PROVIDED RECORDS below:

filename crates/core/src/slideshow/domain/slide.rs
use std::path::{Path, PathBuf};

use crate::assets::domain::image_catalog::file_label;
use crate::shared::frame::Frame;
use crate::shared::group::Group;

/// One slideshow image ready to display.
#[derive(Clone, Debug)]
pub struct Slide {
    pub group: Group,
    /// Zero-based position in the group's list.
    pub position: usize,
    pub total: usize,
    pub path: PathBuf,
    pub image: Frame,
}

impl Slide {
    /// `"SCIENCE - 2/5"`.
    pub fn caption(&self) -> String {
        format!("{} - {}/{}", self.group.banner(), self.position + 1, self.total)
    }

    pub fn file_name(&self) -> String {
        file_label(&self.path)
    }

    pub fn path(&self) -> &Path {
        &self.path
    }
}
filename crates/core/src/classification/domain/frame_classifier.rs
use crate::classification::domain::detection_result::DetectionResult;
use crate::shared::frame::Frame;

/// Result of asking a classifier about one frame.
///
/// `Reused` carries the last computed result when the frame itself was not
/// analysed; the arbiter only learns from `Fresh` results.
#[derive(Clone, Debug, PartialEq)]
pub enum Classification {
    Fresh(DetectionResult),
    Reused(DetectionResult),
}

impl Classification {
    pub fn result(&self) -> &DetectionResult {
        match self {
            Classification::Fresh(r) | Classification::Reused(r) => r,
        }
    }

    pub fn is_fresh(&self) -> bool {
        matches!(self, Classification::Fresh(_))
    }

    pub fn into_result(self) -> DetectionResult {
        match self {
            Classification::Fresh(r) | Classification::Reused(r) => r,
        }
    }
}

/// Turns a frame into per-face group matches.
///
/// Stateful implementations (frame skipping) need `&mut self`.
pub trait FrameClassifier: Send {
    fn classify(&mut self, frame: &Frame) -> Result<Classification, Box<dyn std::error::Error>>;
}
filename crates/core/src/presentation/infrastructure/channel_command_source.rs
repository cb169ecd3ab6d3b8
use std::io::BufRead;
use std::thread;

use crossbeam_channel::{Receiver, Sender, TryRecvError};

use crate::arbiter::command::Command;
use crate::presentation::domain::command_source::CommandSource;

/// Commands delivered over a channel from another thread.
pub struct ChannelCommandSource {
    rx: Receiver<Command>,
}

impl ChannelCommandSource {
    pub fn new(rx: Receiver<Command>) -> Self {
        Self { rx }
    }

    pub fn channel() -> (Sender<Command>, Self) {
        let (tx, rx) = crossbeam_channel::unbounded();
        (tx, Self::new(rx))
    }

    /// Reads one command per line from `reader` on a background thread.
    ///
    /// Unknown lines are logged and ignored. The thread ends at end of input
    /// or once the source is dropped.
    pub fn from_lines<R>(reader: R) -> std::io::Result<Self>
    where
        R: BufRead + Send + 'static,
    {
        let (tx, source) = Self::channel();
        thread::Builder::new()
            .name("command-reader".into())
            .spawn(move || {
                for line in reader.lines() {
                    let line = match line {
                        Ok(line) => line,
                        Err(e) => {
                            log::warn!("Command input failed: {e}");
                            break;
                        }
                    };
                    if line.trim().is_empty() {
                        continue;
                    }
                    match line.parse::<Command>() {
                        Ok(command) => {
                            if tx.send(command).is_err() {
                                break;
                            }
                        }
                        Err(e) => log::warn!("{e}"),
                    }
                }
            })?;
        Ok(source)
    }
}

impl CommandSource for ChannelCommandSource {
    fn poll(&mut self) -> Option<Command> {
        match self.rx.try_recv() {
            Ok(command) => Some(command),
            Err(TryRecvError::Empty) | Err(TryRecvError::Disconnected) => None,
        }
    }
}

#[cfg(test)]
mod tests {
    use super::*;
    use std::io::Cursor;
    use std::time::{Duration, Instant};

    #[test]
    fn test_poll_is_non_blocking() {
        let (_tx, mut source) = ChannelCommandSource::channel();
        assert_eq!(source.poll(), None);
    }

    #[test]
    fn test_poll_returns_sent_commands_in_order() {
        let (tx, mut source) = ChannelCommandSource::channel();
        tx.send(Command::TogglePause).unwrap();
        tx.send(Command::Quit).unwrap();
        assert_eq!(source.poll(), Some(Command::TogglePause));
        assert_eq!(source.poll(), Some(Command::Quit));
        assert_eq!(source.poll(), None);
    }

    #[test]
    fn test_from_lines_parses_and_skips_unknown() {
        let input = Cursor::new("p\n\nhello\ns\nq\n");
        let mut source = ChannelCommandSource::from_lines(input).unwrap();

        let mut seen = Vec::new();
        let deadline = Instant::now() + Duration::from_secs(2);
        while seen.len() < 3 && Instant::now() < deadline {
            match source.poll() {
                Some(c) => seen.push(c),
                None => thread::sleep(Duration::from_millis(1)),
            }
        }
        assert_eq!(seen, vec![Command::TogglePause, Command::Restart, Command::Quit]);
    }
}
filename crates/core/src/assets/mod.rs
pub mod domain;
pub mod infrastructure;
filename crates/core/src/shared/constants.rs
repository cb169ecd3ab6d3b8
use std::time::Duration;

pub const YOLO_MODEL_NAME: &str = "yolo11n-pose_widerface.onnx";
pub const YOLO_MODEL_URL: &str =
    "https://github.com/neutrinographics/faceguard/releases/download/v0.1.0/yolo11n-pose_widerface.onnx";

pub const EMBEDDING_MODEL_NAME: &str = "w600k_r50.onnx";
pub const EMBEDDING_MODEL_URL: &str =
    "https://github.com/neutrinographics/faceguard/releases/download/v0.1.0/w600k_r50.onnx";

/// Groups used when neither the CLI nor the settings file names any.
pub const DEFAULT_GROUPS: &[&str] = &["science", "arts", "commerce"];

/// Per-frame majority labels kept in the stability window.
pub const HISTORY_CAPACITY: usize = 15;

/// Votes a group needs inside the window to count as the stable majority.
pub const STABLE_MIN_VOTES: usize = 10;

/// Strict upper bound on embedding distance for a face to match a group.
pub const MATCH_THRESHOLD: f64 = 0.6;

/// Classify every Nth captured frame, reusing the last result in between.
pub const PROCESS_EVERY_N_FRAMES: usize = 3;

/// Frames are shrunk by this factor before detection and encoding.
pub const DETECTION_SCALE: f64 = 0.25;

pub const SLIDE_INTERVAL: Duration = Duration::from_secs(3);

/// Granularity at which a running slideshow checks for a stop request.
pub const STOP_POLL_INTERVAL: Duration = Duration::from_millis(100);

/// Upper bound the main loop waits for a slideshow to acknowledge a stop.
pub const STOP_TIMEOUT: Duration = Duration::from_millis(500);

pub const IMAGE_EXTENSIONS: &[&str] = &["jpg", "jpeg", "png", "bmp", "tiff", "tif", "webp"];

/// Extension of precomputed reference embeddings (a JSON array of floats).
pub const EMBEDDING_EXTENSION: &str = "json";
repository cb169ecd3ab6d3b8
use crate::classification::domain::embedding::Embedding;
use crate::classification::domain::reference_set::ReferenceSet;
use crate::shared::constants::MATCH_THRESHOLD;
use crate::shared::group::Group;

/// Outcome of matching one face against every group.
#[derive(Clone, Debug, PartialEq)]
pub struct FaceMatch {
    pub group: Option<Group>,
    /// `(1 - distance) * 100`, floored at 0; 0 when unmatched.
    pub confidence: f64,
}

impl FaceMatch {
    pub fn unknown() -> Self {
        Self {
            group: None,
            confidence: 0.0,
        }
    }
}

/// Best-distance matching.
///
/// Each group is scored by its single closest reference. A group wins when
/// that distance is strictly below the threshold and its confidence beats
/// every earlier candidate, so exact ties go to the group enumerated first.
/// Groups without references are skipped.
#[derive(Clone, Copy, Debug)]
pub struct GroupMatcher {
    threshold: f64,
}

impl GroupMatcher {
    pub fn new(threshold: f64) -> Self {
        Self { threshold }
    }

    pub fn threshold(&self) -> f64 {
        self.threshold
    }

    pub fn match_face(&self, embedding: &Embedding, references: &ReferenceSet) -> FaceMatch {
        let candidates = references.iter().filter_map(|(group, refs)| {
            refs.iter()
                .map(|r| embedding.distance(r))
                .min_by(f64::total_cmp)
                .map(|best| (group, best))
        });
        self.pick(candidates)
    }

    /// Chooses among `(group, closest distance)` candidates in iteration order.
    pub fn pick<'a>(&self, candidates: impl IntoIterator<Item = (&'a Group, f64)>) -> FaceMatch {
        let mut best = FaceMatch::unknown();
        for (group, distance) in candidates {
            let confidence = ((1.0 - distance) * 100.0).max(0.0);
            if distance < self.threshold && confidence > best.confidence {
                best = FaceMatch {
                    group: Some(group.clone()),
                    confidence,
                };
            }
        }
        best
    }
}

impl Default for GroupMatcher {
    fn default() -> Self {
        Self::new(MATCH_THRESHOLD)
    }
}
use crate::classification::domain::embedding::Embedding;
use crate::shared::frame::Frame;

/// Domain interface for turning a cropped face into an identity embedding.
pub trait FaceEncoder: Send {
    fn encode(&self, face: &Frame) -> Result<Embedding, Box<dyn std::error::Error>>;
}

End of PROVIDED RECORDS.

**THE TASK:**
Look over the records above and say, with no extra words, how many lines include "matching".

**SOLVED EXERCISE:**
2